DZIĘKUJĘ BARDZO ZA przypomnienie. Człowiek często magazynie i nie używa. To wszystko prawdą, że wszystko jest energią. Pozdrawiam.
Zachowaj to co potrzebujesz, bardzo mądre stwierdzenie ❤❤❤
Jedyna pozyteczna rzecza jest co jakis czas przeglad i pozbycie sie niepotrzebnych rzeczy i obdarowanie nimi innych. Ja tak robie i czuje sie z tym lepiej. Ksiazki to skarbnica wiedzy i zawsze sa przydatne, zwlaszcza naszym pokoleniom. Chyba, ze nie posiadaja wartosci, wiec mozna je oddac do biblioteki. A z balaganem to swieta racja. W chaosie czlowiek sie gubi i zamiast porzadkowac gromadzi ich coraz wiecej. Ale to juz wina obecnego systemu, ktory nakrecal i nakreca konsumpcje, a przy tym niszczenie ludzi i naszego globu. Bo nie jakosc sie liczy, a ilosc sprzedanego towaru.
Ludzie, wy wcale nie słuchacie !! Czytam te komentarze i zdecydowana większość przypomina mi słowa Jezusa-"..słyszycie lecz nie słuchacie, patrzycie, ale nie widzicie...". Przecież nie chodzi o pozbycie się wszystkiego, tylko o uporządkowanie domu, a tym samym życia. Jeżeli ktoś lubi ubierać się w zniszczone dziurawe ubrania, pić z wyszczerbionego kubka i się skaleczyć, wdychać kurz i roztocza z książek, używać starych zjełczałych kosmetyków, a potem mieć alergię, to nie zasługuje na nic dobrego. Sam z siebie robi niechlujnego łachmaniarza, a od takiego porządni ludzie trzymają się z daleka i wszechświat też Jeżeli zmienia się bajzel w porządek, to jednoczesnie porządkuje się myśli i zmienia się nastawienie. Mówi się-"..tam,gdzie bałagan, tam demony..", więc jeśli jest zła energia nie ma szans na dobrą. Dziękuję za bardzo ciekawe i jakże potrzebne sugestie, rady jak żyć i co robić, by działo się lepiej.❤ Jola.

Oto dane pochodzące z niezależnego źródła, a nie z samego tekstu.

//! Neutron kinds.
//!
//! Routers cannot be deleted while interfaces are attached to them, router
//! interfaces cannot be removed while floating IPs are associated through
//! them, and networks cannot be deleted while ports other than the DHCP
//! agent's remain.

use anyhow::Result;
use async_trait::async_trait;

use crate::kinds::{KindContext, ResourceKind, none_remaining, unexpected_resource};
use crate::types::Resource;

const DEVICE_OWNER_DHCP: &str = "network:dhcp";
const DEVICE_OWNER_ROUTER_INTERFACE: &str = "network:router_interface";
const DEVICE_OWNER_ROUTER_INTERFACE_DISTRIBUTED: &str = "network:router_interface_distributed";

const DEFAULT_SECURITY_GROUP_NAME: &str = "default";

pub struct FloatingIps {
    ctx: KindContext,
}

impl FloatingIps {
    pub const NAME: &'static str = "FloatingIPs";
    pub const ORDER: i32 = 25;

    pub fn new(ctx: &KindContext) -> Self {
        FloatingIps { ctx: ctx.clone() }
    }
}

#[async_trait]
impl ResourceKind for FloatingIps {
    fn name(&self) -> &str {
        Self::NAME
    }

    fn order(&self) -> i32 {
        Self::ORDER
    }

    fn project_id(&self) -> &str {
        &self.ctx.project_id
    }

    /// A floating IP still associated with a server cannot be released.
    async fn check_prerequisite(&self) -> Result<bool> {
        none_remaining(self.ctx.cloud.list_servers().await)
    }

    async fn list(&self) -> Result<Vec<Resource>> {
        Ok(self
            .ctx
            .cloud
            .list_floating_ips(&self.ctx.project_id)
            .await?
            .into_iter()
            .map(Resource::FloatingIp)
            .collect())
    }

    async fn delete(&self, resource: &Resource) -> Result<()> {
        let Resource::FloatingIp(floating_ip) = resource else {
            return Err(unexpected_resource(self.name(), resource));
        };
        self.ctx.cloud.delete_floating_ip(&floating_ip.id).await
    }
}

/// Router ports, detached from their router instead of deleted.
pub struct RouterInterfaces {
    ctx: KindContext,
}

impl RouterInterfaces {
    pub const NAME: &'static str = "RouterInterfaces";
    pub const ORDER: i32 = 42;

    pub fn new(ctx: &KindContext) -> Self {
        RouterInterfaces { ctx: ctx.clone() }
    }
}

#[async_trait]
impl ResourceKind for RouterInterfaces {
    fn name(&self) -> &str {
        Self::NAME
    }

    fn order(&self) -> i32 {
        Self::ORDER
    }

    fn project_id(&self) -> &str {
        &self.ctx.project_id
    }

    async fn check_prerequisite(&self) -> Result<bool> {
        Ok(none_remaining(self.ctx.cloud.list_servers().await)?
            && none_remaining(
                self.ctx
                    .cloud
                    .list_floating_ips(&self.ctx.project_id)
                    .await,
            )?)
    }

    async fn list(&self) -> Result<Vec<Resource>> {
        Ok(self
            .ctx
            .cloud
            .list_ports(
                &self.ctx.project_id,
                &[
                    DEVICE_OWNER_ROUTER_INTERFACE,
                    DEVICE_OWNER_ROUTER_INTERFACE_DISTRIBUTED,
                ],
            )
            .await?
            .into_iter()
            .map(Resource::Port)
            .collect())
    }

    async fn delete(&self, resource: &Resource) -> Result<()> {
        let Resource::Port(port) = resource else {
            return Err(unexpected_resource(self.name(), resource));
        };
        self.ctx
            .cloud
            .remove_router_interface(&port.device_id, &port.id)
            .await
    }

    fn to_str(&self, resource: &Resource) -> String {
        match resource {
            Resource::Port(port) => format!(
                "Router Interface (id='{}', router_id='{}')",
                port.id, port.device_id
            ),
            other => other.to_string(),
        }
    }
}

pub struct Routers {
    ctx: KindContext,
}

impl Routers {
    pub const NAME: &'static str = "Routers";
    pub const ORDER: i32 = 44;

    pub fn new(ctx: &KindContext) -> Self {
        Routers { ctx: ctx.clone() }
    }
}

#[async_trait]
impl ResourceKind for Routers {
    fn name(&self) -> &str {
        Self::NAME
    }

    fn order(&self) -> i32 {
        Self::ORDER
    }

    fn project_id(&self) -> &str {
        &self.ctx.project_id
    }

    async fn check_prerequisite(&self) -> Result<bool> {
        none_remaining(
            self.ctx
                .cloud
                .list_ports(&self.ctx.project_id, &[DEVICE_OWNER_ROUTER_INTERFACE])
                .await,
        )
    }

    async fn list(&self) -> Result<Vec<Resource>> {
        Ok(self
            .ctx
            .cloud
            .list_routers(&self.ctx.project_id)
            .await?
            .into_iter()
            .map(Resource::Router)
            .collect())
    }

    async fn delete(&self, resource: &Resource) -> Result<()> {
        let Resource::Router(router) = resource else {
            return Err(unexpected_resource(self.name(), resource));
        };
        self.ctx.cloud.delete_router(&router.id).await
    }
}

/// Ports not managed by Neutron itself.
pub struct Ports {
    ctx: KindContext,
}

impl Ports {
    pub const NAME: &'static str = "Ports";
    pub const ORDER: i32 = 46;

    pub fn new(ctx: &KindContext) -> Self {
        Ports { ctx: ctx.clone() }
    }
}

#[async_trait]
impl ResourceKind for Ports {
    fn name(&self) -> &str {
        Self::NAME
    }

    fn order(&self) -> i32 {
        Self::ORDER
    }

    fn project_id(&self) -> &str {
        &self.ctx.project_id
    }

    async fn list(&self) -> Result<Vec<Resource>> {
        Ok(self
            .ctx
            .cloud
            .list_ports(&self.ctx.project_id, &[])
            .await?
            .into_iter()
            .filter(|port| {
                port.device_owner != DEVICE_OWNER_DHCP
                    && port.device_owner != DEVICE_OWNER_ROUTER_INTERFACE
            })
            .map(Resource::Port)
            .collect())
    }

    async fn delete(&self, resource: &Resource) -> Result<()> {
        let Resource::Port(port) = resource else {
            return Err(unexpected_resource(self.name(), resource));
        };
        self.ctx.cloud.delete_port(&port.id).await
    }
}

pub struct Networks {
    ctx: KindContext,
}

impl Networks {
    pub const NAME: &'static str = "Networks";
    pub const ORDER: i32 = 48;

    pub fn new(ctx: &KindContext) -> Self {
        Networks { ctx: ctx.clone() }
    }
}

#[async_trait]
impl ResourceKind for Networks {
    fn name(&self) -> &str {
        Self::NAME
    }

    fn order(&self) -> i32 {
        Self::ORDER
    }

    fn project_id(&self) -> &str {
        &self.ctx.project_id
    }

    /// DHCP ports go away together with their network.
    async fn check_prerequisite(&self) -> Result<bool> {
        let ports = self
            .ctx
            .cloud
            .list_ports(&self.ctx.project_id, &[])
            .await
            .map(|ports| {
                ports
                    .into_iter()
                    .filter(|port| port.device_owner != DEVICE_OWNER_DHCP)
                    .collect::<Vec<_>>()
            });
        none_remaining(ports)
    }

    async fn list(&self) -> Result<Vec<Resource>> {
        let delete_shared = self.ctx.delete_shared_resources;
        Ok(self
            .ctx
            .cloud
            .list_networks(&self.ctx.project_id)
            .await?
            .into_iter()
            .filter(|network| delete_shared || !network.router_external)
            .map(Resource::Network)
            .collect())
    }

    async fn delete(&self, resource: &Resource) -> Result<()> {
        let Resource::Network(network) = resource else {
            return Err(unexpected_resource(self.name(), resource));
        };
        self.ctx.cloud.delete_network(&network.id).await
    }
}

/// Security groups, except the per-project `default` group.
pub struct SecurityGroups {
    ctx: KindContext,
}

impl SecurityGroups {
    pub const NAME: &'static str = "SecurityGroups";
    pub const ORDER: i32 = 49;

    pub fn new(ctx: &KindContext) -> Self {
        SecurityGroups { ctx: ctx.clone() }
    }
}

#[async_trait]
impl ResourceKind for SecurityGroups {
    fn name(&self) -> &str {
        Self::NAME
    }

    fn order(&self) -> i32 {
        Self::ORDER
    }

    fn project_id(&self) -> &str {
        &self.ctx.project_id
    }

    async fn list(&self) -> Result<Vec<Resource>> {
        Ok(self
            .ctx
            .cloud
            .list_security_groups(&self.ctx.project_id)
            .await?
            .into_iter()
            .filter(|group| group.name != DEFAULT_SECURITY_GROUP_NAME)
            .map(Resource::SecurityGroup)
            .collect())
    }

    async fn delete(&self, resource: &Resource) -> Result<()> {
        let Resource::SecurityGroup(group) = resource else {
            return Err(unexpected_resource(self.name(), resource));
        };
        self.ctx.cloud.delete_security_group(&group.id).await
    }
}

Zawsze robię porządki przed świąteczne,w szafach,szafeczkach,w różnych kątach domu i wiem ile rzeczy wyrzucam i czuję się zawsze dużo lepiej po takich porządkach,polecam,bo u mnie to się sprawdza😊
Każdy człowiek ma prawo myślec jak uwaza.Najwżniejszy jest zdrowy rozsądek.

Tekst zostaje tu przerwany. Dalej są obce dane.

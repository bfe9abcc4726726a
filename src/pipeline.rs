//! Purge scheduler.
//!
//! Kinds, sorted by order, are fed into a bounded MPMC channel consumed by
//! `worker_size` workers. Each worker drives one [`PurgeRunner`] at a time.
//! Order is not a sequencing guarantee: kinds run concurrently and each one
//! blocks on its own prerequisite until the kinds it depends on are empty.
//! A kind only ever depends on kinds with a lower order, and those are
//! dequeued first, so a waiting runner never holds up its own dependency.
//!
//! The only state shared between workers is the cancellation token. The run
//! has failed iff the token ends up cancelled.

use std::sync::atomic::{AtomicBool, Ordering};
use std::sync::{Arc, Mutex};

use async_channel::{Receiver, Sender};
use tokio::task::JoinHandle;
use tracing::{debug, error, info, warn};

use crate::config::Config;
use crate::kinds::Kind;
use crate::runner::{KindOutcome, KindStatus, PurgeRunner};
use crate::types::PurgeStatistics;
use crate::types::token::PurgeCancellationToken;

/// Runs every kind of a purge on a bounded worker pool.
///
/// ## Usage
///
/// ```no_run
/// # async fn example() -> anyhow::Result<()> {
/// # use ospurge_rs::{Config, KindContext, KindRegistry, PurgePipeline, create_purge_cancellation_token};
/// # let config: Config = todo!();
/// # let ctx: KindContext = todo!();
/// let kinds = KindRegistry::with_builtin_kinds().instantiate(&ctx, None)?;
/// let cancellation_token = create_purge_cancellation_token();
/// let mut pipeline = PurgePipeline::new(config, kinds, cancellation_token);
/// pipeline.run().await;
/// if pipeline.has_error() {
///     for outcome in pipeline.failures() {
///         eprintln!("{}: {:?}", outcome.kind, outcome.status);
///     }
/// }
/// # Ok(())
/// # }
/// ```
pub struct PurgePipeline {
    config: Config,
    kinds: Vec<Kind>,
    cancellation_token: PurgeCancellationToken,
    stats_sender: Sender<PurgeStatistics>,
    stats_receiver: Receiver<PurgeStatistics>,
    has_panic: Arc<AtomicBool>,
    outcomes: Arc<Mutex<Vec<KindOutcome>>>,
    ready: bool,
}

impl PurgePipeline {
    pub fn new(
        config: Config,
        mut kinds: Vec<Kind>,
        cancellation_token: PurgeCancellationToken,
    ) -> Self {
        kinds.sort_by_key(|kind| kind.order());
        let (stats_sender, stats_receiver) = async_channel::unbounded();

        Self {
            config,
            kinds,
            cancellation_token,
            stats_sender,
            stats_receiver,
            has_panic: Arc::new(AtomicBool::new(false)),
            outcomes: Arc::new(Mutex::new(Vec::new())),
            ready: true,
        }
    }

    /// Run every kind to completion, failure or cancellation.
    ///
    /// Returns once all workers have exited. The stats channel is closed on
    /// return.
    pub async fn run(&mut self) {
        assert!(self.ready, "PurgePipeline::run() called more than once");
        self.ready = false;

        let kinds = std::mem::take(&mut self.kinds);
        info!(
            kinds = kinds.len(),
            worker_size = self.config.worker_size,
            dry_run = self.config.dry_run,
            "purge has started."
        );

        let kind_receiver = self.feed_kinds(kinds);
        let workers = self.spawn_workers(kind_receiver);

        for worker in workers {
            if let Err(e) = worker.await {
                self.cancellation_token.cancel();
                self.has_panic.store(true, Ordering::SeqCst);
                error!("purge worker panicked: {}", e);
            }
        }

        if self.has_error() {
            warn!("purge has failed. some resources may not have been deleted.");
        } else if self.failed_deletion_count() > 0 {
            warn!(
                failed_deletions = self.failed_deletion_count(),
                "purge has been completed with errors. some resources could not be deleted."
            );
        } else {
            info!("purge has been completed.");
        }

        self.shutdown();
    }

    /// True iff the shared cancellation token has been cancelled, by a
    /// failing kind or by an interrupt.
    pub fn has_error(&self) -> bool {
        self.cancellation_token.is_cancelled()
    }

    /// Check if any runner task panicked.
    pub fn has_panic(&self) -> bool {
        self.has_panic.load(Ordering::SeqCst)
    }

    /// Outcomes of every kind that ran, sorted by order.
    pub fn outcomes(&self) -> Vec<KindOutcome> {
        let mut outcomes = self.outcomes.lock().unwrap().clone();
        outcomes.sort_by_key(|outcome| outcome.order);
        outcomes
    }

    /// Number of deletes that were given up on without failing their kind.
    pub fn failed_deletion_count(&self) -> u64 {
        self.outcomes
            .lock()
            .unwrap()
            .iter()
            .map(|outcome| outcome.failed_deletions)
            .sum()
    }

    pub fn failures(&self) -> Vec<KindOutcome> {
        self.outcomes()
            .into_iter()
            .filter(KindOutcome::is_failed)
            .collect()
    }

    /// Failure messages, one per failed kind.
    ///
    /// Returns `None` if no kind failed.
    pub fn get_error_messages(&self) -> Option<Vec<String>> {
        let messages: Vec<String> = self
            .failures()
            .into_iter()
            .filter_map(|outcome| match outcome.status {
                KindStatus::Failed(message) => Some(format!("{}: {}", outcome.kind, message)),
                _ => None,
            })
            .collect();
        if messages.is_empty() {
            return None;
        }
        Some(messages)
    }

    /// Get the stats receiver for progress reporting.
    pub fn get_stats_receiver(&self) -> Receiver<PurgeStatistics> {
        self.stats_receiver.clone()
    }

    /// Close the stats sender to signal the reporter to finish.
    ///
    /// Call this before `run()` if you don't need statistics.
    pub fn close_stats_sender(&self) {
        self.stats_sender.close();
    }

    fn shutdown(&self) {
        self.close_stats_sender();
    }

    fn feed_kinds(&self, kinds: Vec<Kind>) -> Receiver<Kind> {
        let capacity = usize::from(self.config.worker_size.max(1));
        let (sender, receiver) = async_channel::bounded::<Kind>(capacity);

        tokio::spawn(async move {
            for kind in kinds {
                debug!(kind = kind.name(), order = kind.order(), "dispatching kind.");
                if sender.send(kind).await.is_err() {
                    break;
                }
            }
        });

        receiver
    }

    /// Spawn the worker pool. Each runner is spawned in its own task so that
    /// a panic in a kind is caught, recorded as a failure and turned into
    /// cancellation.
    fn spawn_workers(&self, kind_receiver: Receiver<Kind>) -> Vec<JoinHandle<()>> {
        (0..self.config.worker_size.max(1))
            .map(|worker_index| {
                let kind_receiver = kind_receiver.clone();
                let config = self.config.clone();
                let cancellation_token = self.cancellation_token.clone();
                let stats_sender = self.stats_sender.clone();
                let has_panic = self.has_panic.clone();
                let outcomes = self.outcomes.clone();

                tokio::spawn(async move {
                    debug!(worker_index, "purge worker started.");

                    while let Ok(kind) = kind_receiver.recv().await {
                        let kind_name = kind.name().to_string();
                        let order = kind.order();
                        let runner = PurgeRunner::new(
                            kind,
                            config.clone(),
                            cancellation_token.clone(),
                            stats_sender.clone(),
                        );

                        let outcome = match tokio::spawn(runner.run()).await {
                            Ok(outcome) => outcome,
                            Err(e) => {
                                cancellation_token.cancel();
                                has_panic.store(true, Ordering::SeqCst);
                                error!(worker_index, kind = %kind_name, "purge runner task panicked: {}", e);
                                KindOutcome {
                                    kind: kind_name,
                                    order,
                                    status: KindStatus::Failed(format!(
                                        "purge runner panicked: {e}"
                                    )),
                                    failed_deletions: 0,
                                }
                            }
                        };
                        outcomes.lock().unwrap().push(outcome);
                    }

                    debug!(worker_index, "purge worker has been completed.");
                })
            })
            .collect()
    }
}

Ci, co namawiają nas do wyrzucania, oddawania książek, obrazów, dzieł sztuki i innych, często cennych pamiątek, będących niemymi świadkami tradycji, bogactwa i mądrosci naszej kultury, naszych przodków; sami te przedmioty przejmują, kupują za bezcen i gromadzą w swoich "pałacach", przedstawiając je, jako spuściznę swoich przodków.

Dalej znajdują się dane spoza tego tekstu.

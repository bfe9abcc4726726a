use crate::config::{
    ClientConfig, Config, DeleteRetryConfig, PrerequisiteConfig, ProjectScope, PurgeTarget,
    StackDeleteConfig, TracingConfig,
};
use crate::kinds::registry::BUILTIN_KIND_NAMES;
use crate::types::PasswordCredentials;
use clap::Parser;
use clap::builder::NonEmptyStringValueParser;
use clap_verbosity_flag::{Verbosity, WarnLevel};
use std::ffi::OsString;


// ---------------------------------------------------------------------------
// Default constants
// ---------------------------------------------------------------------------

const DEFAULT_WORKER_SIZE: u16 = 8;
const DEFAULT_ADMIN_ROLE_NAME: &str = "admin";
const DEFAULT_DELETE_MAX_ATTEMPTS: u32 = 10;
const DEFAULT_DELETE_RETRY_INTERVAL_MILLISECONDS: u64 = 5000;
const DEFAULT_PREREQUISITE_TIMEOUT_MILLISECONDS: u64 = 120_000;
const DEFAULT_PREREQUISITE_INITIAL_INTERVAL_MILLISECONDS: u64 = 2000;
const DEFAULT_PREREQUISITE_MAX_INTERVAL_MILLISECONDS: u64 = 8000;
const DEFAULT_STACK_DELETE_POLL_INTERVAL_MILLISECONDS: u64 = 2000;
const DEFAULT_STACK_DELETE_TIMEOUT_MILLISECONDS: u64 = 3_600_000;
const DEFAULT_OS_INTERFACE: &str = "public";
const DEFAULT_DRY_RUN: bool = false;
const DEFAULT_DELETE_SHARED_RESOURCES: bool = false;
const DEFAULT_JSON_TRACING: bool = false;
const DEFAULT_HTTP_TRACING: bool = false;
const DEFAULT_SPAN_EVENTS_TRACING: bool = false;
const DEFAULT_DISABLE_COLOR_TRACING: bool = false;
const DEFAULT_INSECURE: bool = false;
const DEFAULT_SHOW_NO_RESULT: bool = false;

// ---------------------------------------------------------------------------
// Error messages
// ---------------------------------------------------------------------------

const ERROR_MESSAGE_NO_TARGET: &str =
    "One of --purge-project <ID_OR_NAME> or --purge-own-project is required.";
const ERROR_MESSAGE_WORKER_SIZE_ZERO: &str = "Worker size must be at least 1.";
const ERROR_MESSAGE_DELETE_MAX_ATTEMPTS_ZERO: &str = "Delete max attempts must be at least 1.";
const ERROR_MESSAGE_INTERVAL_ZERO: &str = "Retry and prerequisite intervals must be at least 1.";
const ERROR_MESSAGE_PREREQUISITE_TIMEOUT_ZERO: &str = "Prerequisite timeout must be at least 1.";
const ERROR_MESSAGE_STACK_DELETE_ZERO: &str =
    "Stack delete poll interval and timeout must be at least 1.";
const ERROR_MESSAGE_INITIAL_INTERVAL_TOO_LARGE: &str =
    "Prerequisite initial interval must not exceed the max interval.";
const ERROR_MESSAGE_NO_AUTH_URL: &str = "Authentication URL is required (--os-auth-url or OS_AUTH_URL).";
const ERROR_MESSAGE_NO_USERNAME: &str = "Username is required (--os-username or OS_USERNAME).";
const ERROR_MESSAGE_NO_PASSWORD: &str = "Password is required (--os-password or OS_PASSWORD).";

// ---------------------------------------------------------------------------
// Value parser helpers
// ---------------------------------------------------------------------------

fn check_resource_kind(s: &str) -> Result<String, String> {
    if BUILTIN_KIND_NAMES.contains(&s) {
        Ok(s.to_string())
    } else {
        Err(format!(
            "Unknown resource kind '{s}'. Possible values: {}",
            BUILTIN_KIND_NAMES.join(", ")
        ))
    }
}

// ---------------------------------------------------------------------------
// CLIArgs (clap-derived argument struct)
// ---------------------------------------------------------------------------

/// ospurge - Purge every resource owned by an OpenStack project.
///
/// Resources are deleted kind by kind, in dependency order, with several
/// kinds processed concurrently.
///
/// Example:
///   ospurge --purge-project demo --dry-run
///   ospurge --purge-own-project --resource Volumes --resource Snapshots
///   ospurge --purge-project 9d1b... --delete-shared-resources -v
#[derive(Parser, Clone, Debug)]
#[command(name = "ospurge", version, about, long_about = None)]
pub struct CLIArgs {
    // -----------------------------------------------------------------------
    // Target options
    // -----------------------------------------------------------------------
    /// ID or name of the project to purge. Requires an admin account.
    #[arg(
        long,
        env,
        value_parser = NonEmptyStringValueParser::new(),
        conflicts_with = "purge_own_project",
        help_heading = "Target"
    )]
    pub purge_project: Option<String>,

    /// Purge the project the credentials are scoped to.
    #[arg(long, env, help_heading = "Target")]
    pub purge_own_project: bool,

    // -----------------------------------------------------------------------
    // General options
    // -----------------------------------------------------------------------
    /// List the resources that would be deleted without deleting anything.
    #[arg(short = 'd', long, env, default_value_t = DEFAULT_DRY_RUN, help_heading = "General")]
    pub dry_run: bool,

    /// Also delete shared resources (public images, external networks).
    #[arg(long, env, default_value_t = DEFAULT_DELETE_SHARED_RESOURCES, help_heading = "General")]
    pub delete_shared_resources: bool,

    /// Purge only the given resource kind. Can be repeated.
    #[arg(
        long,
        value_parser = check_resource_kind,
        help_heading = "General",
        long_help = r#"Purge only the given resource kind. Can be repeated.
Prerequisites are not awaited in this mode and a kind whose deletions keep
failing does not stop the other kinds."#
    )]
    pub resource: Vec<String>,

    /// Delete the project itself once all its resources are gone.
    #[arg(
        long,
        env,
        requires = "purge_project",
        conflicts_with_all = ["dry_run", "resource"],
        help_heading = "General"
    )]
    pub delete_project: bool,

    /// Role granted to the acting user on the purged project for the run.
    #[arg(long, env, default_value = DEFAULT_ADMIN_ROLE_NAME, value_parser = NonEmptyStringValueParser::new(), help_heading = "General")]
    pub admin_role_name: String,

    /// Don't show the result summary.
    #[arg(long, env, default_value_t = DEFAULT_SHOW_NO_RESULT, help_heading = "General")]
    pub show_no_result: bool,

    // -----------------------------------------------------------------------
    // Performance options
    // -----------------------------------------------------------------------
    /// Number of resource kinds purged concurrently. Default: 8.
    #[arg(long, env, default_value_t = DEFAULT_WORKER_SIZE, help_heading = "Performance")]
    pub worker_size: u16,

    // -----------------------------------------------------------------------
    // Retry options
    // -----------------------------------------------------------------------
    /// Attempts per delete call before the kind fails. Default: 10.
    #[arg(long, env, default_value_t = DEFAULT_DELETE_MAX_ATTEMPTS, help_heading = "Retry")]
    pub delete_max_attempts: u32,

    /// Interval in ms between delete attempts. Default: 5000.
    #[arg(long, env, default_value_t = DEFAULT_DELETE_RETRY_INTERVAL_MILLISECONDS, help_heading = "Retry")]
    pub delete_retry_interval_milliseconds: u64,

    /// Deadline in ms for a kind's prerequisite to be met. Default: 120000.
    #[arg(long, env, default_value_t = DEFAULT_PREREQUISITE_TIMEOUT_MILLISECONDS, help_heading = "Retry")]
    pub prerequisite_timeout_milliseconds: u64,

    /// First poll interval in ms while waiting for a prerequisite. Default: 2000.
    #[arg(long, env, default_value_t = DEFAULT_PREREQUISITE_INITIAL_INTERVAL_MILLISECONDS, help_heading = "Retry")]
    pub prerequisite_initial_interval_milliseconds: u64,

    /// Upper bound in ms of the doubling poll interval. Default: 8000.
    #[arg(long, env, default_value_t = DEFAULT_PREREQUISITE_MAX_INTERVAL_MILLISECONDS, help_heading = "Retry")]
    pub prerequisite_max_interval_milliseconds: u64,

    // -----------------------------------------------------------------------
    // Logging options
    // -----------------------------------------------------------------------
    /// Verbosity level. -q (quiet), default (warn), -v (info), -vv, -vvv.
    #[command(flatten)]
    pub verbosity: Verbosity<WarnLevel>,

    /// Output logs in JSON format.
    #[arg(long, env, default_value_t = DEFAULT_JSON_TRACING, help_heading = "Logging")]
    pub json_tracing: bool,

    /// Keep the HTTP client's connection events in the logs.
    #[arg(long, env, default_value_t = DEFAULT_HTTP_TRACING, help_heading = "Logging")]
    pub http_tracing: bool,

    /// Enable tracing span events.
    #[arg(long, env, default_value_t = DEFAULT_SPAN_EVENTS_TRACING, help_heading = "Logging")]
    pub span_events_tracing: bool,

    /// Disable colored output in logs.
    #[arg(long, env, default_value_t = DEFAULT_DISABLE_COLOR_TRACING, help_heading = "Logging")]
    pub disable_color_tracing: bool,

    // -----------------------------------------------------------------------
    // OpenStack options
    // -----------------------------------------------------------------------
    /// Keystone v3 authentication URL.
    #[arg(long, env = "OS_AUTH_URL", value_parser = NonEmptyStringValueParser::new(), help_heading = "OpenStack")]
    pub os_auth_url: Option<String>,

    #[arg(long, env = "OS_USERNAME", value_parser = NonEmptyStringValueParser::new(), help_heading = "OpenStack")]
    pub os_username: Option<String>,

    #[arg(long, env = "OS_PASSWORD", hide_env_values = true, help_heading = "OpenStack")]
    pub os_password: Option<String>,

    #[arg(long, env = "OS_USER_DOMAIN_NAME", value_parser = NonEmptyStringValueParser::new(), help_heading = "OpenStack")]
    pub os_user_domain_name: Option<String>,

    #[arg(long, env = "OS_USER_DOMAIN_ID", value_parser = NonEmptyStringValueParser::new(), help_heading = "OpenStack")]
    pub os_user_domain_id: Option<String>,

    #[arg(long, env = "OS_PROJECT_NAME", value_parser = NonEmptyStringValueParser::new(), help_heading = "OpenStack")]
    pub os_project_name: Option<String>,

    #[arg(long, env = "OS_PROJECT_ID", value_parser = NonEmptyStringValueParser::new(), help_heading = "OpenStack")]
    pub os_project_id: Option<String>,

    #[arg(long, env = "OS_PROJECT_DOMAIN_NAME", value_parser = NonEmptyStringValueParser::new(), help_heading = "OpenStack")]
    pub os_project_domain_name: Option<String>,

    #[arg(long, env = "OS_PROJECT_DOMAIN_ID", value_parser = NonEmptyStringValueParser::new(), help_heading = "OpenStack")]
    pub os_project_domain_id: Option<String>,

    #[arg(long, env = "OS_REGION_NAME", value_parser = NonEmptyStringValueParser::new(), help_heading = "OpenStack")]
    pub os_region_name: Option<String>,

    /// Endpoint interface used from the service catalog.
    #[arg(long, env = "OS_INTERFACE", default_value = DEFAULT_OS_INTERFACE, value_parser = ["public", "internal", "admin"], help_heading = "OpenStack")]
    pub os_interface: String,

    /// Skip TLS certificate verification.
    #[arg(long, env = "OS_INSECURE", default_value_t = DEFAULT_INSECURE, help_heading = "OpenStack")]
    pub insecure: bool,

    /// Timeout in ms of a single HTTP request.
    #[arg(long, env, help_heading = "OpenStack")]
    pub os_timeout_milliseconds: Option<u64>,

    /// Interval in ms between status checks of a stack being deleted.
    #[arg(long, env, default_value_t = DEFAULT_STACK_DELETE_POLL_INTERVAL_MILLISECONDS, help_heading = "OpenStack")]
    pub stack_delete_poll_interval_milliseconds: u64,

    /// How long in ms to wait for a stack deletion to complete.
    #[arg(long, env, default_value_t = DEFAULT_STACK_DELETE_TIMEOUT_MILLISECONDS, help_heading = "OpenStack")]
    pub stack_delete_timeout_milliseconds: u64,

    // -----------------------------------------------------------------------
    // Advanced options
    // -----------------------------------------------------------------------
    /// Generate shell completions.
    #[arg(long, env, help_heading = "Advanced")]
    pub auto_complete_shell: Option<clap_complete::shells::Shell>,
}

Pamiętam, jak pewni propagandziści dzieła sztuki nazywali mieszczańskim blichtrem. Wyszydzali i wmawiali, że posiadanie w domu takich przedmiotów jest w złym guście. Dzisiaj ci sami otaczają się przepychem tych dzieł sztuki.
Nie niszcz tego, co otrzymałeś w spadku po przodkach !!!, nue sprzedaj cwaniakom za bezcen !!!.
Zastanów się, zanim coś oddasz lub wyrzucisz. Nie daj się zwieść tym, którzy chcieliby, abyśmy szybko zapomnieli o swojej tradycji i kulturze !!!
Oczywiście,cwaniaki
Nie będziesz miał nic i będziesz szczęśliwy. Tak twierdzi Klaus Schwab.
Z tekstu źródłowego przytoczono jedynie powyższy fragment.